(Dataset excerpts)
________________

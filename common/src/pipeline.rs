//! One poll cycle of the dashboard.
//!
//! The poll task owns a [`Dashboard`] and drives it in two steps around the
//! fetch:
//!
//! 1. [`Dashboard::begin_poll`] draws the "checking" indicator.
//! 2. [`Dashboard::complete_poll`] takes the fetch result, updates the
//!    backlight schedule, validates, decides the refresh mode and draws.
//!
//! Both steps only emit draw commands; the caller decides where they go and
//! logs the returned [`PollOutcome`].

use heapless::Vec;

use crate::{
    backlight::{BacklightScheduler, BacklightState},
    config::DashboardConfig,
    layout::{self, CommandSink, DashboardLayout, LayoutReport},
    reading::{RawReading, RawValue, TIMESTAMP, Timestamp},
    snapshot::{RefreshMode, SnapshotStore},
    status::StatusIndicator,
    telemetry::FetchError,
    validation::{self, MAX_WARNINGS, ValidationReport, ValidationWarning},
};

#[derive(Clone, Debug, PartialEq)]
pub enum PollResult {
    /// Nothing usable was fetched; the screen keeps the last render.
    Failed(FetchError),
    /// Fetched while the backlight is off. Not validated, not drawn.
    Dark,
    /// Fetched but failed validation; the screen keeps the last render.
    Rejected(ValidationReport),
    Rendered {
        mode: RefreshMode,
        warnings: Vec<ValidationWarning, MAX_WARNINGS>,
        layout: LayoutReport,
        quality: u8,
    },
}

/// Everything a poll cycle did, for logging.
#[derive(Clone, Debug, PartialEq)]
pub struct PollOutcome {
    /// Last status drawn.
    pub status: StatusIndicator,
    /// New backlight state when the schedule flipped.
    pub backlight: Option<BacklightState>,
    pub result: PollResult,
}

pub struct Dashboard {
    layout: &'static DashboardLayout,
    store: SnapshotStore,
    backlight: BacklightScheduler,
    force_full: bool,
}

impl Dashboard {
    /// The first accepted reading is always drawn in full.
    pub fn new(
        config: &DashboardConfig,
        layout: &'static DashboardLayout,
    ) -> Self {
        Self { layout, store: SnapshotStore::new(), backlight: BacklightScheduler::new(config), force_full: true }
    }

    pub fn backlight(&self) -> BacklightState { self.backlight.state() }

    pub fn store(&self) -> &SnapshotStore { &self.store }

    fn status<S: CommandSink + ?Sized>(
        &self,
        sink: &mut S,
        status: StatusIndicator,
    ) {
        sink.emit(status.command(&self.layout.status));
    }

    pub fn begin_poll<S: CommandSink + ?Sized>(
        &self,
        sink: &mut S,
    ) {
        self.status(sink, StatusIndicator::Checking);
    }

    pub fn complete_poll<S: CommandSink + ?Sized>(
        &mut self,
        fetched: Result<RawReading, FetchError>,
        sink: &mut S,
    ) -> PollOutcome {
        let raw = match fetched.and_then(|raw| if raw.contains(TIMESTAMP) { Ok(raw) } else { Err(FetchError::NoData) })
        {
            Ok(raw) => raw,
            Err(error) => {
                self.status(sink, StatusIndicator::Failed);
                return PollOutcome { status: StatusIndicator::Failed, backlight: None, result: PollResult::Failed(error) };
            }
        };
        self.status(sink, StatusIndicator::Ok);

        let timestamp = raw.get(TIMESTAMP).and_then(RawValue::as_text).map(Timestamp::new).unwrap_or_default();
        let backlight = self.backlight.observe(&timestamp);
        if !self.backlight.state().is_on() {
            return PollOutcome { status: StatusIndicator::Ok, backlight, result: PollResult::Dark };
        }

        let report = validation::validate(&raw);
        if !report.is_valid() {
            self.store.ingest(None, self.force_full);
            self.status(sink, StatusIndicator::Invalid);
            return PollOutcome { status: StatusIndicator::Invalid, backlight, result: PollResult::Rejected(report) };
        }

        let quality = validation::quality_score(&raw);
        let mode = self.store.ingest(Some(validation::sanitize(&raw)), self.force_full);
        self.force_full = false;

        let mut layout_report = LayoutReport::default();
        if let Some(reading) = self.store.current() {
            match mode {
                RefreshMode::Full => {
                    layout_report = layout::render_full(self.layout, reading, self.store.trend_baseline(), sink);
                    // The clear wiped the indicator
                    self.status(sink, StatusIndicator::Ok);
                }
                RefreshMode::PresenceOnly => layout::render_presence(self.layout, reading, sink),
                RefreshMode::Suppressed => {}
            }
        }

        PollOutcome {
            status: StatusIndicator::Ok,
            backlight,
            result: PollResult::Rendered { mode, warnings: report.warnings, layout: layout_report, quality },
        }
    }
}

#[cfg(test)]
mod tests {
    use embedded_graphics::pixelcolor::Rgb565;

    use super::*;
    use crate::{
        colors,
        layout::{DASHBOARD, DrawCommand},
        reading::NumericField,
        validation::ValidationError,
    };

    type Batch = Vec<DrawCommand, 1024>;

    fn raw(timestamp: &str) -> RawReading {
        let mut raw = RawReading::new();
        for field in NumericField::ALL {
            raw.insert(field.key(), RawValue::Number(42.0));
        }
        raw.insert("presence", RawValue::text("j"));
        raw.insert(TIMESTAMP, RawValue::text(timestamp));
        raw
    }

    fn statuses(batch: &Batch) -> std::vec::Vec<Rgb565> {
        batch
            .iter()
            .filter_map(|c| match c {
                DrawCommand::FillRect { top_left, color, .. } if *top_left == DASHBOARD.status.top_left => Some(*color),
                _ => None,
            })
            .collect()
    }

    fn poll(
        dashboard: &mut Dashboard,
        fetched: Result<RawReading, FetchError>,
    ) -> (PollOutcome, Batch) {
        let mut batch = Batch::new();
        dashboard.begin_poll(&mut batch);
        let outcome = dashboard.complete_poll(fetched, &mut batch);
        (outcome, batch)
    }

    fn dashboard() -> Dashboard { Dashboard::new(&DashboardConfig::DEFAULT, &DASHBOARD) }

    #[test]
    fn test_first_reading_renders_full() {
        let mut dashboard = dashboard();
        let (outcome, batch) = poll(&mut dashboard, Ok(raw("2024-06-01T10:00:00")));
        assert!(matches!(outcome.result, PollResult::Rendered { mode: RefreshMode::Full, quality: 100, .. }));
        assert!(batch.iter().any(|c| matches!(c, DrawCommand::Clear(_))));
        assert_eq!(statuses(&batch), [colors::STATUS_CHECKING, colors::STATUS_OK, colors::STATUS_OK]);
    }

    #[test]
    fn test_same_timestamp_updates_presence_only() {
        let mut dashboard = dashboard();
        poll(&mut dashboard, Ok(raw("2024-06-01T10:00:00")));
        let (outcome, batch) = poll(&mut dashboard, Ok(raw("2024-06-01T10:00:00")));
        assert!(matches!(outcome.result, PollResult::Rendered { mode: RefreshMode::PresenceOnly, .. }));
        assert!(!batch.iter().any(|c| matches!(c, DrawCommand::Clear(_))));
    }

    #[test]
    fn test_transport_failure_keeps_screen() {
        let mut dashboard = dashboard();
        let (outcome, batch) = poll(&mut dashboard, Err(FetchError::Timeout));
        assert_eq!(outcome.result, PollResult::Failed(FetchError::Timeout));
        assert_eq!(statuses(&batch), [colors::STATUS_CHECKING, colors::STATUS_FAILED]);
        assert_eq!(batch.len(), 2, "only the indicator is drawn");
    }

    #[test]
    fn test_missing_timestamp_is_failure() {
        let mut dashboard = dashboard();
        let mut reading = RawReading::new();
        reading.insert("solar_in", RawValue::Number(1.0));
        let (outcome, _) = poll(&mut dashboard, Ok(reading));
        assert_eq!(outcome.result, PollResult::Failed(FetchError::NoData));
    }

    #[test]
    fn test_invalid_reading_keeps_screen_and_snapshot() {
        let mut dashboard = dashboard();
        poll(&mut dashboard, Ok(raw("2024-06-01T10:00:00")));
        let mut bad = raw("2024-06-01T10:01:00");
        bad.insert("battery_per", RawValue::text("unknown"));
        let (outcome, batch) = poll(&mut dashboard, Ok(bad));
        assert!(matches!(outcome.result, PollResult::Rejected(ref report) if report.errors.len() == 1));
        assert_eq!(outcome.status, StatusIndicator::Invalid);
        assert_eq!(statuses(&batch), [colors::STATUS_CHECKING, colors::STATUS_OK, colors::STATUS_INVALID]);
        assert_eq!(dashboard.store().previous().timestamp.as_str(), "2024-06-01T10:00:00");
    }

    #[test]
    fn test_unknown_grid_reading_on_fresh_dashboard_is_rejected() {
        let mut reading = RawReading::new();
        reading.insert("grid_in", RawValue::text("unknown"));
        reading.insert("solar_in", RawValue::Number(1200.0));
        reading.insert("power_used", RawValue::Number(3000.0));
        reading.insert("battery_per", RawValue::Number(80.0));
        reading.insert("solar_today", RawValue::Number(4.2));
        reading.insert("export_today", RawValue::Number(-0.1));
        reading.insert("grid_in_today", RawValue::Number(2.0));
        reading.insert("cur_rate", RawValue::Number(0.12));
        reading.insert(TIMESTAMP, RawValue::text("2024-01-01T12:00:00"));

        let mut dashboard = dashboard();
        let (outcome, batch) = poll(&mut dashboard, Ok(reading));
        let PollResult::Rejected(report) = &outcome.result else {
            panic!("expected a rejection, got {:?}", outcome.result);
        };
        assert!(!report.is_valid());
        assert_eq!(
            report.errors.as_slice(),
            &[ValidationError::InvalidCritical { field: NumericField::GridIn, value: RawValue::text("unknown") }]
        );
        assert_eq!(outcome.status, StatusIndicator::Invalid);
        assert!(!batch.iter().any(|c| matches!(c, DrawCommand::Clear(_))), "render suppressed");
        assert_eq!(statuses(&batch).last(), Some(&colors::STATUS_INVALID));
        assert!(dashboard.store().current().is_none());
        assert_eq!(dashboard.store().previous().timestamp.as_str(), "0");
    }

    #[test]
    fn test_night_suppresses_rendering() {
        let mut dashboard = dashboard();
        let (outcome, batch) = poll(&mut dashboard, Ok(raw("2024-06-01T23:00:00")));
        assert_eq!(outcome.backlight, Some(BacklightState::Off));
        assert_eq!(outcome.result, PollResult::Dark);
        assert!(!batch.iter().any(|c| matches!(c, DrawCommand::Clear(_))));
        assert!(dashboard.store().current().is_none());

        let (outcome, _) = poll(&mut dashboard, Ok(raw("2024-06-02T05:00:00")));
        assert_eq!(outcome.backlight, Some(BacklightState::On));
        assert!(matches!(outcome.result, PollResult::Rendered { mode: RefreshMode::Full, .. }));
    }

    #[test]
    fn test_warnings_are_reported_not_rejected() {
        let mut dashboard = dashboard();
        let mut reading = raw("2024-06-01T10:00:00");
        reading.insert("car_charging", RawValue::text("Paused"));
        let (outcome, _) = poll(&mut dashboard, Ok(reading));
        let PollResult::Rendered { warnings, .. } = outcome.result else {
            panic!("warnings must not reject the reading");
        };
        assert_eq!(warnings.len(), 1);
    }

    #[test]
    fn test_malformed_bins_reported() {
        let mut dashboard = dashboard();
        let mut reading = raw("2024-06-01T10:00:00");
        reading.insert("bins", RawValue::text("RCGDX"));
        let (outcome, _) = poll(&mut dashboard, Ok(reading));
        let PollResult::Rendered { layout: report, .. } = outcome.result else {
            panic!("expected a render");
        };
        assert_eq!(report.issues.as_slice(), &[layout::LayoutIssue::MalformedBins(5)]);
    }
}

________________

- _TASK OBJECTIVE_
From the data above, gather every line that includes the word "Dark".

- _YOUR SOLUTION_
    Dark,
            return PollOutcome { status: StatusIndicator::Ok, backlight, result: PollResult::Dark };
        assert_eq!(outcome.result, PollResult::Dark);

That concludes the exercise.